▶ EXERCISE GOAL
Begin at the line containing "built from it." in the entries below and end at the line containing "pub const DEFAULT_MAX_EXPANSIONS: u32 = 10;"; transcribe that range exactly and nothing outside it.

▶ INFORMATION
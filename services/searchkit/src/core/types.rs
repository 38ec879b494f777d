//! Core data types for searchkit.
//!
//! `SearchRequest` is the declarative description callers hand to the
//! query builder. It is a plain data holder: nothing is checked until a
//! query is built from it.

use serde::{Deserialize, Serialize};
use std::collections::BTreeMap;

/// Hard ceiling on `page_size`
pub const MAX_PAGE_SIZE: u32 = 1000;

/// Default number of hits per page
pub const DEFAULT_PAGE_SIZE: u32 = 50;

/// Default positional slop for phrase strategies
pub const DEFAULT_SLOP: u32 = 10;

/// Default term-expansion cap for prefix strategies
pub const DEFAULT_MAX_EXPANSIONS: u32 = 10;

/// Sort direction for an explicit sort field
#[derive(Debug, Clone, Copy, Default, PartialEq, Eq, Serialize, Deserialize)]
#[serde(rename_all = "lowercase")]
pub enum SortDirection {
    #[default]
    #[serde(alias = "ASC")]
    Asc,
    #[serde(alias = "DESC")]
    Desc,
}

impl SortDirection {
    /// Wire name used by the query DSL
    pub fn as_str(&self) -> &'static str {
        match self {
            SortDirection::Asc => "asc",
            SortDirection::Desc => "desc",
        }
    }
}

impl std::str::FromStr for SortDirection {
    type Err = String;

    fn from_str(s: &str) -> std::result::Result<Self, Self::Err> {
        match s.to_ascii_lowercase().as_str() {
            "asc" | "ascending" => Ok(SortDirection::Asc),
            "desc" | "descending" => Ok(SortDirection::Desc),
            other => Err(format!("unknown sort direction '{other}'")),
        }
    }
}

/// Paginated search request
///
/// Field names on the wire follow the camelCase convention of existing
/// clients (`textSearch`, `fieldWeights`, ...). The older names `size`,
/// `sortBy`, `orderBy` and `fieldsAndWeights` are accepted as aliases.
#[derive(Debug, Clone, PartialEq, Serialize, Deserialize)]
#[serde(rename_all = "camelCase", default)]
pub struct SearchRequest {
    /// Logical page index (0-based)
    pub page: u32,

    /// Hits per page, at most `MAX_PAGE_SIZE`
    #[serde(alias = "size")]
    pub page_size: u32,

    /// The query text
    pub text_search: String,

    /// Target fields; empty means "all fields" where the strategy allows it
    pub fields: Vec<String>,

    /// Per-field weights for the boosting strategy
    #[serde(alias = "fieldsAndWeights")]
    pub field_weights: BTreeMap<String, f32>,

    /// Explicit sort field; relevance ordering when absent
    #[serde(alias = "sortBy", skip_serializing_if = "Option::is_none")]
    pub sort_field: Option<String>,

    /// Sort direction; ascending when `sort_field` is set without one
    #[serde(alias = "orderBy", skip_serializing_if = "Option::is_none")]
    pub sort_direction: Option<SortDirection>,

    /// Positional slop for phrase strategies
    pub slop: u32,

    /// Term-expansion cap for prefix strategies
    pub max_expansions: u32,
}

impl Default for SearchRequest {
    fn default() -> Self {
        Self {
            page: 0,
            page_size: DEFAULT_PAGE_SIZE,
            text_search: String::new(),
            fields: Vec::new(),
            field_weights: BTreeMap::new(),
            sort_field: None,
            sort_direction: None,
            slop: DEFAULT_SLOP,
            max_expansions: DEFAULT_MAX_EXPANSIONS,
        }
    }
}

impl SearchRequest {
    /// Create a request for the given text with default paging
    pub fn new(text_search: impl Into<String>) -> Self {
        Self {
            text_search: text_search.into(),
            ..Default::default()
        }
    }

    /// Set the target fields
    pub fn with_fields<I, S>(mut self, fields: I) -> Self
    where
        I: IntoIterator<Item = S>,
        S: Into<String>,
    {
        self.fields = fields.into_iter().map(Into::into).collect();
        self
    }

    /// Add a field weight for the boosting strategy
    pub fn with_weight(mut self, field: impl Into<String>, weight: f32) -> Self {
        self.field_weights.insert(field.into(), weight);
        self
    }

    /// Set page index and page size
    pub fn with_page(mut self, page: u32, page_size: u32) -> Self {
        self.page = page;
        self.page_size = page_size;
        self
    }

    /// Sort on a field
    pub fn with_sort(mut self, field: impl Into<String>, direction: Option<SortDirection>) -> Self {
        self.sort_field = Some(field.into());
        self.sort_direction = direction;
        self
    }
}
---
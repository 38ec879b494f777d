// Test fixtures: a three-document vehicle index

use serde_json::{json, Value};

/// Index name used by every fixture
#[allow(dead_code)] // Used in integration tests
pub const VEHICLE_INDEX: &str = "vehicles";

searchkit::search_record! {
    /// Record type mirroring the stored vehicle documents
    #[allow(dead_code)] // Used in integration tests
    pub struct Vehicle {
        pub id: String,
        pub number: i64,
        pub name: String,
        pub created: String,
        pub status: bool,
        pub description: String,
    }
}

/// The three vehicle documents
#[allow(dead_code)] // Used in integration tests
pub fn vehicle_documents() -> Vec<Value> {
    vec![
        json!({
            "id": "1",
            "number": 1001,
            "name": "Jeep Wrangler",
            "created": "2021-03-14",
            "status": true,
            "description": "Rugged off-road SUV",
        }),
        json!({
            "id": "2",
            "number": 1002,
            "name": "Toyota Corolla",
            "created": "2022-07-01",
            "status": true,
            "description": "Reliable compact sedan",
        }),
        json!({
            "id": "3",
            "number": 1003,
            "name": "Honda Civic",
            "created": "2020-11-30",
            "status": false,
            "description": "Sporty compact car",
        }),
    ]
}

▶ WRITTEN ANSWER
//! query is built from it.

use serde::{Deserialize, Serialize};
use std::collections::BTreeMap;

/// Hard ceiling on `page_size`
pub const MAX_PAGE_SIZE: u32 = 1000;

/// Default number of hits per page
pub const DEFAULT_PAGE_SIZE: u32 = 50;

/// Default positional slop for phrase strategies
pub const DEFAULT_SLOP: u32 = 10;

/// Default term-expansion cap for prefix strategies
pub const DEFAULT_MAX_EXPANSIONS: u32 = 10;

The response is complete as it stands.